YOUR TASK: The data should be duplicated exactly, with every word kept as it is.

Saved entries:
------------------------------------------------------------------------

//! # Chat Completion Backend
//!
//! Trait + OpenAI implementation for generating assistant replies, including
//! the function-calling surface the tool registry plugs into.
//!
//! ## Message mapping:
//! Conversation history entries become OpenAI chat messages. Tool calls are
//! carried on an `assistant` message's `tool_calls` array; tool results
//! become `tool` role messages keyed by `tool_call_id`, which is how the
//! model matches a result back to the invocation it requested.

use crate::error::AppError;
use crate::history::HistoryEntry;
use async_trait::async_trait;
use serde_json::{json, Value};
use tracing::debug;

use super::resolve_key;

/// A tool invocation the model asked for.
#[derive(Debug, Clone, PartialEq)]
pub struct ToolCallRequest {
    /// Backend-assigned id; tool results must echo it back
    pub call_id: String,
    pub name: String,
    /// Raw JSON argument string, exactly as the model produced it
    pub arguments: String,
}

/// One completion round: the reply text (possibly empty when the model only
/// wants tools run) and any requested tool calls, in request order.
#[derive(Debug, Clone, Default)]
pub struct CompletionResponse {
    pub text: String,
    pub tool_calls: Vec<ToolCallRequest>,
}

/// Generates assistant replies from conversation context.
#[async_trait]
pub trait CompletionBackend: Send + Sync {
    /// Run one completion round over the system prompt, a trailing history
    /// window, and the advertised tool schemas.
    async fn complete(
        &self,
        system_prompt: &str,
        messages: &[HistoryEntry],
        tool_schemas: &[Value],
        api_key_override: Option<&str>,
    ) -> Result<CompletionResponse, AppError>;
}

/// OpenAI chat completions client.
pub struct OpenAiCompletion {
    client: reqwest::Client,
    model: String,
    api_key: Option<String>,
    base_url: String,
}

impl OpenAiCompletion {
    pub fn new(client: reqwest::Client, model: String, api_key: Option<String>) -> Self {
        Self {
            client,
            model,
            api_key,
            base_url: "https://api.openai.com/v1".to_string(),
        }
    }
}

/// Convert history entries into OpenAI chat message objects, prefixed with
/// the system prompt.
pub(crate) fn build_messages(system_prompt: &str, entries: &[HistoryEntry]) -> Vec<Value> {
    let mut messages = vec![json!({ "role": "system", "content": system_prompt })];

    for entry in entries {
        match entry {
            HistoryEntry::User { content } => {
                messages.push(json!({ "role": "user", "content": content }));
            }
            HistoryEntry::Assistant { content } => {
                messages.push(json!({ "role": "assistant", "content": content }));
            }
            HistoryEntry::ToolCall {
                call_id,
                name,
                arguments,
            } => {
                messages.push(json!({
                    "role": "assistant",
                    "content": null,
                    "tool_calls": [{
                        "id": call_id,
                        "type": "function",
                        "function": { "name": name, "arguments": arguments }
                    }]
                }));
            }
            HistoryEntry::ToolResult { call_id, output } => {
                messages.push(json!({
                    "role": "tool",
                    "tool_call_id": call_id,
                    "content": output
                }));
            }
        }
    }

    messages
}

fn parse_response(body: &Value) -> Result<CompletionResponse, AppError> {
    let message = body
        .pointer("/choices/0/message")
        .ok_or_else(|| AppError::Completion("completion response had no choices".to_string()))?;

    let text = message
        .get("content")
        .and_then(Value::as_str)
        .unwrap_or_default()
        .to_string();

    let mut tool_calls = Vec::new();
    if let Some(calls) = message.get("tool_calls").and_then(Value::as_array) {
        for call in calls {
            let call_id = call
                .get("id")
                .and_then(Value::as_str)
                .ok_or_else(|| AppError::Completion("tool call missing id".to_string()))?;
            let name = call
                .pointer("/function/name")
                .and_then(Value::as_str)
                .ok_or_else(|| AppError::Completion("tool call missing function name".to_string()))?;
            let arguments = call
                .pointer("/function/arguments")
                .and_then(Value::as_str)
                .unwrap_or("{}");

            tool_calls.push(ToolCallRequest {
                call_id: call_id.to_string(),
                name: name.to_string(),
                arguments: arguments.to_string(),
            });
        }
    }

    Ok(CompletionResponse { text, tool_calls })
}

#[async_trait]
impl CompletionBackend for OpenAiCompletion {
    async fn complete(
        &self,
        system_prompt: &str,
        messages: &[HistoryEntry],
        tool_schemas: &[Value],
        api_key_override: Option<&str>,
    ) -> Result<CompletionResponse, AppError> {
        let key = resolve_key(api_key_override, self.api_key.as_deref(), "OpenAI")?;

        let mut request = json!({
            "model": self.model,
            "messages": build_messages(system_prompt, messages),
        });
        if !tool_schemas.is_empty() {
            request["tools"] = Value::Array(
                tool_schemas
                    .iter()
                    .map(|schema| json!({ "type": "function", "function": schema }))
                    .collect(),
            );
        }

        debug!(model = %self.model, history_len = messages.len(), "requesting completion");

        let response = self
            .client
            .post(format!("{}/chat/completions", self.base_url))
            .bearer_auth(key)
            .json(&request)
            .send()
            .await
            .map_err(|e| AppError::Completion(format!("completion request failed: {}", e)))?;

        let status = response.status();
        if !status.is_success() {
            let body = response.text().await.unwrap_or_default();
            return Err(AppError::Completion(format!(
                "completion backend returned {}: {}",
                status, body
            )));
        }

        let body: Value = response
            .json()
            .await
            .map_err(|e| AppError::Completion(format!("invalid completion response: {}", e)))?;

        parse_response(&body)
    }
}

------------------------------------------------------------------------

RESPONSE AREA:
//! # Chat Completion Backend
//!
//! Trait + OpenAI implementation for generating assistant replies, including
//! the function-calling surface the tool registry plugs into.
//!
//! ## Message mapping:
//! Conversation history entries become OpenAI chat messages. Tool calls are
//! carried on an `assistant` message's `tool_calls` array; tool results
//! become `tool` role messages keyed by `tool_call_id`, which is how the
//! model matches a result back to the invocation it requested.

use crate::error::AppError;
use crate::history::HistoryEntry;
use async_trait::async_trait;
use serde_json::{json, Value};
use tracing::debug;

use super::resolve_key;

/// A tool invocation the model asked for.
#[derive(Debug, Clone, PartialEq)]
pub struct ToolCallRequest {
    /// Backend-assigned id; tool results must echo it back
    pub call_id: String,
    pub name: String,
    /// Raw JSON argument string, exactly as the model produced it
    pub arguments: String,
}

/// One completion round: the reply text (possibly empty when the model only
/// wants tools run) and any requested tool calls, in request order.
#[derive(Debug, Clone, Default)]
pub struct CompletionResponse {
    pub text: String,
    pub tool_calls: Vec<ToolCallRequest>,
}

/// Generates assistant replies from conversation context.
#[async_trait]
pub trait CompletionBackend: Send + Sync {
    /// Run one completion round over the system prompt, a trailing history
    /// window, and the advertised tool schemas.
    async fn complete(
        &self,
        system_prompt: &str,
        messages: &[HistoryEntry],
        tool_schemas: &[Value],
        api_key_override: Option<&str>,
    ) -> Result<CompletionResponse, AppError>;
}

/// OpenAI chat completions client.
pub struct OpenAiCompletion {
    client: reqwest::Client,
    model: String,
    api_key: Option<String>,
    base_url: String,
}

impl OpenAiCompletion {
    pub fn new(client: reqwest::Client, model: String, api_key: Option<String>) -> Self {
        Self {
            client,
            model,
            api_key,
            base_url: "https://api.openai.com/v1".to_string(),
        }
    }
}

/// Convert history entries into OpenAI chat message objects, prefixed with
/// the system prompt.
pub(crate) fn build_messages(system_prompt: &str, entries: &[HistoryEntry]) -> Vec<Value> {
    let mut messages = vec![json!({ "role": "system", "content": system_prompt })];

    for entry in entries {
        match entry {
            HistoryEntry::User { content } => {
                messages.push(json!({ "role": "user", "content": content }));
            }
            HistoryEntry::Assistant { content } => {
                messages.push(json!({ "role": "assistant", "content": content }));
            }
            HistoryEntry::ToolCall {
                call_id,
                name,
                arguments,
            } => {
                messages.push(json!({
                    "role": "assistant",
                    "content": null,
                    "tool_calls": [{
                        "id": call_id,
                        "type": "function",
                        "function": { "name": name, "arguments": arguments }
                    }]
                }));
            }
            HistoryEntry::ToolResult { call_id, output } => {
                messages.push(json!({
                    "role": "tool",
                    "tool_call_id": call_id,
                    "content": output
                }));
            }
        }
    }

    messages
}

fn parse_response(body: &Value) -> Result<CompletionResponse, AppError> {
    let message = body
        .pointer("/choices/0/message")
        .ok_or_else(|| AppError::Completion("completion response had no choices".to_string()))?;

    let text = message
        .get("content")
        .and_then(Value::as_str)
        .unwrap_or_default()
        .to_string();

    let mut tool_calls = Vec::new();
    if let Some(calls) = message.get("tool_calls").and_then(Value::as_array) {
        for call in calls {
            let call_id = call
                .get("id")
                .and_then(Value::as_str)
                .ok_or_else(|| AppError::Completion("tool call missing id".to_string()))?;
            let name = call
                .pointer("/function/name")
                .and_then(Value::as_str)
                .ok_or_else(|| AppError::Completion("tool call missing function name".to_string()))?;
            let arguments = call
                .pointer("/function/arguments")
                .and_then(Value::as_str)
                .unwrap_or("{}");

            tool_calls.push(ToolCallRequest {
                call_id: call_id.to_string(),
                name: name.to_string(),
                arguments: arguments.to_string(),
            });
        }
    }

    Ok(CompletionResponse { text, tool_calls })
}

#[async_trait]
impl CompletionBackend for OpenAiCompletion {
    async fn complete(
        &self,
        system_prompt: &str,
        messages: &[HistoryEntry],
        tool_schemas: &[Value],
        api_key_override: Option<&str>,
    ) -> Result<CompletionResponse, AppError> {
        let key = resolve_key(api_key_override, self.api_key.as_deref(), "OpenAI")?;

        let mut request = json!({
            "model": self.model,
            "messages": build_messages(system_prompt, messages),
        });
        if !tool_schemas.is_empty() {
            request["tools"] = Value::Array(
                tool_schemas
                    .iter()
                    .map(|schema| json!({ "type": "function", "function": schema }))
                    .collect(),
            );
        }

        debug!(model = %self.model, history_len = messages.len(), "requesting completion");

        let response = self
            .client
            .post(format!("{}/chat/completions", self.base_url))
            .bearer_auth(key)
            .json(&request)
            .send()
            .await
            .map_err(|e| AppError::Completion(format!("completion request failed: {}", e)))?;

        let status = response.status();
        if !status.is_success() {
            let body = response.text().await.unwrap_or_default();
            return Err(AppError::Completion(format!(
                "completion backend returned {}: {}",
                status, body
            )));
        }

        let body: Value = response
            .json()
            .await
            .map_err(|e| AppError::Completion(format!("invalid completion response: {}", e)))?;

        parse_response(&body)
    }
}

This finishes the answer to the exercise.